It happened again, I thought, and panic welled up in me. It was the Break O’ Dawn all over again. The sensations were just as real as anything I felt at any other time, but I had somehow…jumped. It was me, Jed Strait. It was my body. But it wasn’t the right me.
I looked at my hands. Real. They had the same scars, the same callouses. But then the right hand reached for the cigarette again, of its own accord. I tried to stop it, just as I had tried in that other experience to keep myself from pushing Annabelle against the wall and pressing the gun into her abdomen. Then I took a drag on the cigarette, holding the smoke in expertly for a few seconds before exhaling toward the ceiling in a way that felt as natural as anything else I might do. I was myself and yet alien at the same time, just like before.

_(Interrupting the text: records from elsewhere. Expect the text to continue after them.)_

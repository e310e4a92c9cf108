use std::sync::mpsc::{self, Receiver, RecvTimeoutError};
use std::time::Duration;

use crossterm::event::{self, Event as CtEvent, KeyEvent, KeyEventKind};

/// How often the loop wakes up with no input: drives feedback timers and
/// the celebration animation.
pub const TICK_RATE: Duration = Duration::from_millis(100);

/// Everything the app loop reacts to
#[derive(Clone, Debug)]
pub enum AppEvent {
    Key(KeyEvent),
    Resize,
    Tick,
}

/// Source of terminal events (keyboard, resize, ...)
pub trait EventSource: Send + 'static {
    /// Block for up to `timeout` waiting for an event.
    fn recv_timeout(&self, timeout: Duration) -> Result<AppEvent, RecvTimeoutError>;
}

/// Reads crossterm events on a background thread
pub struct CrosstermEventSource {
    rx: Receiver<AppEvent>,
}

impl CrosstermEventSource {
    pub fn new() -> Self {
        let (tx, rx) = mpsc::channel();

        std::thread::spawn(move || loop {
            let forwarded = match event::read() {
                // key release/repeat events would double every keystroke on some platforms
                Ok(CtEvent::Key(key)) if key.kind == KeyEventKind::Press => {
                    tx.send(AppEvent::Key(key))
                }
                Ok(CtEvent::Resize(_, _)) => tx.send(AppEvent::Resize),
                Ok(_) => Ok(()),
                Err(e) => {
                    log::error!("terminal event stream failed: {e}");
                    break;
                }
            };
            if forwarded.is_err() {
                break;
            }
        });

        Self { rx }
    }
}

impl Default for CrosstermEventSource {
    fn default() -> Self {
        Self::new()
    }
}

impl EventSource for CrosstermEventSource {
    fn recv_timeout(&self, timeout: Duration) -> Result<AppEvent, RecvTimeoutError> {
        self.rx.recv_timeout(timeout)
    }
}

/// Event source fed from a channel; used by headless tests
pub struct ChannelEventSource {
    rx: Receiver<AppEvent>,
}

impl ChannelEventSource {
    pub fn new(rx: Receiver<AppEvent>) -> Self {
        Self { rx }
    }
}

impl EventSource for ChannelEventSource {
    fn recv_timeout(&self, timeout: Duration) -> Result<AppEvent, RecvTimeoutError> {
        self.rx.recv_timeout(timeout)
    }
}

pub trait Ticker: Send + Sync + 'static {
    fn interval(&self) -> Duration;
}

#[derive(Clone, Copy, Debug)]
pub struct FixedTicker {
    interval: Duration,
}

impl FixedTicker {
    pub fn new(interval: Duration) -> Self {
        Self { interval }
    }
}

impl Default for FixedTicker {
    fn default() -> Self {
        Self::new(TICK_RATE)
    }
}

impl Ticker for FixedTicker {
    fn interval(&self) -> Duration {
        self.interval
    }
}

/// Advances the application one event at a time
pub struct Runner<E: EventSource, T: Ticker> {
    event_source: E,
    ticker: T,
}

impl<E: EventSource, T: Ticker> Runner<E, T> {
    pub fn new(event_source: E, ticker: T) -> Self {
        Self {
            event_source,
            ticker,
        }
    }

    /// Next event, or `Tick` once the tick interval passes without one.
    pub fn step(&self) -> AppEvent {
        match self.event_source.recv_timeout(self.ticker.interval()) {
            Ok(ev) => ev,
            Err(RecvTimeoutError::Timeout) | Err(RecvTimeoutError::Disconnected) => AppEvent::Tick,
        }
    }
}
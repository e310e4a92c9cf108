pub mod app;
pub mod app_dirs;
pub mod catalog;
pub mod celebration;
pub mod config;
pub mod error;
pub mod logging;
pub mod quiz;
pub mod router;
pub mod runtime;
pub mod session;
pub mod sound;
pub mod speech;
pub mod ui;
pub mod util;

pub use app::App;
pub use catalog::Catalog;
pub use error::QuizError;
pub use quiz::{Quiz, QuizStatus};
pub use router::{Router, Screen};
pub use session::{Summary, WordResult};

There was a difference, though, and it wasn’t in the location I was in or the emotions I felt. This time, I had something other than madness to hang this on.
Cosmo Beadle, I thought.
I recalled the line Annabelle had fed me in her plush bedroom. She’d called this kind of thing a vision, but I knew that wasn’t right. It also wasn’t the same thing as a dream, not even close, nor was it a hallucination.
Instead, I was certain that this was what it felt like to be one of Uncle Cosmo’s Crossovers.
This was what Beadle had experienced when he’d gone to that world where he was a shoe salesman rather than an actor, and again when he’d gone to a world where the United States had gotten mixed up in the Great War.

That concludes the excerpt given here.